Parubiy characterized the agitators as “special forces” who are members of the most “elite ranks of the Russian army.” In addition to trained military personnel, Parubiy counted professional actors among the agitators who have infiltrated Ukraine, saying that they had been hired to make the sabotage more convincing. He said that agitators have even infiltrated some of the many self-defense groups that have formed on Kyiv’s Independence Square.

Parubiy announced that Ukraine’s Border Service prevented 3,700 Russian citizens from entering the country under suspicion that they were sent to carry out “extremist activity.”

He noted that provocations are most likely to occur in the Kherson, Odessa, Luhansk and Donetsk oblasts, saying that Kherson and Odessa are subject to subversive activity because of their proximity to the Russian-backed breakaway state of Transnistria. Luhansk and Donetsk share long stretches of border with Russia.

Parubiy announced that the National Security and Defense Council on March 13 will submit a law to parliament establishing a Ukrainian National Guard in response to security threats in the south and east. The National Guard will protect Ukraine’s borders, work to ensure domestic security, and prevent terrorist activity, broadening “the functions…of the current Ministry of the Interior troops.”

Parubiy said that the National Guard will enroll 20,000 volunteers from around the country, who will begin training on March 13.  Many of these will be conscripted from the self-defense forces that defended Independence Square from riot police officers for months: “We call upon all the groups that were on the Maidan” to defend Ukraine.

On March 13, the National Security and Defense Council will also submit a bill to the Verkhovna Rada calling for the armed forces to be mobilized.

Parubiy’s announcement comes after acting President Oleksandr Turchynov expressed concern about the current state of the Ukrainian military on March 11, saying that it had only about 6,000 combat-ready infantry.

Although many believe that Ukraine would be powerless to stop a Russian attack on its eastern border, Parubiy said that Ukrainian “units are now placed in such a way that we can repel an attack from any direction.”

Parubiy also used the press conference to remind the United States and the United Kingdom of their obligations as guarantors of Ukraine’s security, according to the terms of the 1994 Budapest Memorandum under which Ukraine forfeited its nuclear arsenal in return for security assurances.
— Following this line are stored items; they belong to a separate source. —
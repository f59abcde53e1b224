//! Full legal move generation pipeline.
//!
//! Generates pseudo-legal moves, simulates each one on a scratch board, and
//! keeps only those that leave the mover's king unattacked. Also classifies
//! positions as ongoing, check, checkmate, or stalemate.

use crate::board::board::Board;
use crate::board::chess_types::Color;
use crate::move_generation::attack_checks::is_king_in_check;
use crate::move_generation::move_apply::make_move;
use crate::move_generation::pseudo_legal::generate_pseudo_legal_moves;
use crate::moves::chess_move::Move;

/// Every legal move for the side to move, in stable enumeration order.
pub fn generate_legal_moves(board: &Board) -> Vec<Move> {
    let mut pseudo = Vec::<Move>::with_capacity(64);
    generate_pseudo_legal_moves(board, &mut pseudo);

    let mover = board.side_to_move;
    pseudo.retain(|&mv| !is_king_in_check(&make_move(board, mv), mover));
    pseudo
}

/// Legal moves paired with the boards they lead to.
pub fn generate_legal_successors(board: &Board) -> Vec<(Move, Board)> {
    let mut pseudo = Vec::<Move>::with_capacity(64);
    generate_pseudo_legal_moves(board, &mut pseudo);

    let mover = board.side_to_move;
    pseudo
        .into_iter()
        .map(|mv| (mv, make_move(board, mv)))
        .filter(|(_, next)| !is_king_in_check(next, mover))
        .collect()
}

#[derive(Debug, Clone, Copy, PartialEq, Eq)]
pub enum PositionStatus {
    Ongoing,
    /// Side to move is in check but has at least one legal reply.
    Check,
    Checkmate { winner: Color },
    Stalemate,
}

impl PositionStatus {
    #[inline]
    pub fn is_terminal(self) -> bool {
        matches!(self, PositionStatus::Checkmate { .. } | PositionStatus::Stalemate)
    }
}

pub fn position_status(board: &Board) -> PositionStatus {
    let in_check = is_king_in_check(board, board.side_to_move);
    let has_moves = !generate_legal_moves(board).is_empty();

    match (has_moves, in_check) {
        (true, false) => PositionStatus::Ongoing,
        (true, true) => PositionStatus::Check,
        (false, true) => PositionStatus::Checkmate {
            winner: board.side_to_move.opposite(),
        },
        (false, false) => PositionStatus::Stalemate,
    }
}
//! FEN-to-Board parser.
//!
//! Builds a fully populated board (bitboards, occupancy, rights, clocks)
//! from a Forsyth-Edwards Notation string and rejects positions that break
//! the board invariants: one king per color, no pawns on the back ranks.

use crate::board::board::Board;
use crate::board::chess_types::*;
use crate::errors::FenError;
use crate::utils::algebraic::algebraic_to_square;

pub fn parse_fen(fen: &str) -> Result<Board, FenError> {
    let mut parts = fen.split_whitespace();

    let board_part = parts.next().ok_or(FenError::MissingField("board layout"))?;
    let side_part = parts.next().ok_or(FenError::MissingField("side to move"))?;
    let castling_part = parts.next().ok_or(FenError::MissingField("castling rights"))?;
    let en_passant_part = parts.next().ok_or(FenError::MissingField("en-passant square"))?;
    let halfmove_part = parts.next().ok_or(FenError::MissingField("halfmove clock"))?;
    let fullmove_part = parts.next().ok_or(FenError::MissingField("fullmove number"))?;

    if parts.next().is_some() {
        return Err(FenError::TrailingFields);
    }

    let mut board = Board::new_empty();

    parse_placement(board_part, &mut board)?;
    board.side_to_move = parse_side_to_move(side_part)?;
    board.castling_rights = parse_castling_rights(castling_part)?;
    board.en_passant_square = parse_en_passant_square(en_passant_part)?;
    board.halfmove_clock = parse_counter("halfmove clock", halfmove_part)?;
    board.fullmove_number = parse_counter("fullmove number", fullmove_part)?;

    validate_invariants(&board)?;

    Ok(board)
}

fn parse_placement(board_part: &str, board: &mut Board) -> Result<(), FenError> {
    let ranks: Vec<&str> = board_part.split('/').collect();
    if ranks.len() != 8 {
        return Err(FenError::InvalidLayout(format!(
            "expected 8 ranks, found {}",
            ranks.len()
        )));
    }

    for (fen_rank_idx, rank_str) in ranks.iter().enumerate() {
        let rank = 7 - fen_rank_idx as u8;
        let mut file = 0u8;

        for ch in rank_str.chars() {
            if let Some(empty_count) = ch.to_digit(10) {
                if !(1..=8).contains(&empty_count) {
                    return Err(FenError::InvalidLayout(format!(
                        "invalid empty-square count '{ch}'"
                    )));
                }
                file += empty_count as u8;
                if file > 8 {
                    break;
                }
                continue;
            }

            let piece = Piece::from_fen_char(ch)
                .ok_or_else(|| FenError::InvalidLayout(format!("invalid piece character '{ch}'")))?;

            if file >= 8 {
                return Err(FenError::InvalidLayout(format!("rank {} has too many files", rank + 1)));
            }

            let sq = make_square(file, rank);
            board.pieces[piece.color.index()][piece.kind.index()] |= 1u64 << sq;
            file += 1;
        }

        if file != 8 {
            return Err(FenError::InvalidLayout(format!(
                "rank {} does not sum to 8 files",
                rank + 1
            )));
        }
    }

    board.recalc_occupancy();
    Ok(())
}

fn parse_side_to_move(side_part: &str) -> Result<Color, FenError> {
    match side_part {
        "w" => Ok(Color::White),
        "b" => Ok(Color::Black),
        _ => Err(FenError::InvalidSideToMove(side_part.to_owned())),
    }
}

fn parse_castling_rights(castling_part: &str) -> Result<CastlingRights, FenError> {
    if castling_part == "-" {
        return Ok(0);
    }

    let mut rights: CastlingRights = 0;
    for ch in castling_part.chars() {
        let flag = match ch {
            'K' => CASTLE_WHITE_KINGSIDE,
            'Q' => CASTLE_WHITE_QUEENSIDE,
            'k' => CASTLE_BLACK_KINGSIDE,
            'q' => CASTLE_BLACK_QUEENSIDE,
            _ => return Err(FenError::InvalidCastling(castling_part.to_owned())),
        };
        if rights & flag != 0 {
            return Err(FenError::InvalidCastling(castling_part.to_owned()));
        }
        rights |= flag;
    }

    Ok(rights)
}

fn parse_en_passant_square(en_passant_part: &str) -> Result<Option<Square>, FenError> {
    if en_passant_part == "-" {
        return Ok(None);
    }

    let square = algebraic_to_square(en_passant_part)
        .ok_or_else(|| FenError::InvalidEnPassant(en_passant_part.to_owned()))?;

    // Targets only ever sit on the third or sixth rank.
    if !matches!(square_rank(square), 2 | 5) {
        return Err(FenError::InvalidEnPassant(en_passant_part.to_owned()));
    }

    Ok(Some(square))
}

fn parse_counter(field: &'static str, value: &str) -> Result<u16, FenError> {
    value.parse::<u16>().map_err(|_| FenError::InvalidCounter {
        field,
        value: value.to_owned(),
    })
}

fn validate_invariants(board: &Board) -> Result<(), FenError> {
    for color in Color::ALL {
        if board.bitboard(color, PieceKind::King).count_ones() != 1 {
            return Err(FenError::KingCount(color));
        }
    }

    const BACK_RANKS: u64 = 0xFF | (0xFF << 56);
    let pawns = board.bitboard(Color::White, PieceKind::Pawn) | board.bitboard(Color::Black, PieceKind::Pawn);
    let misplaced = pawns & BACK_RANKS;
    if misplaced != 0 {
        return Err(FenError::PawnOnBackRank(misplaced.trailing_zeros() as Square));
    }

    Ok(())
}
The West has been reluctant to intervene militarily to stop aggression and few believe that Europe and the U.S. will risk war with Russia to protect Ukraine’s territorial integrity.

Kyiv Post staff writer Isaac Webb can be reached at [email protected], and on Twitter at @isaacdwebb. Kyiv Post editor Christopher J. Miller can be reached at [email protected], and on Twitter at @ChristopherJM.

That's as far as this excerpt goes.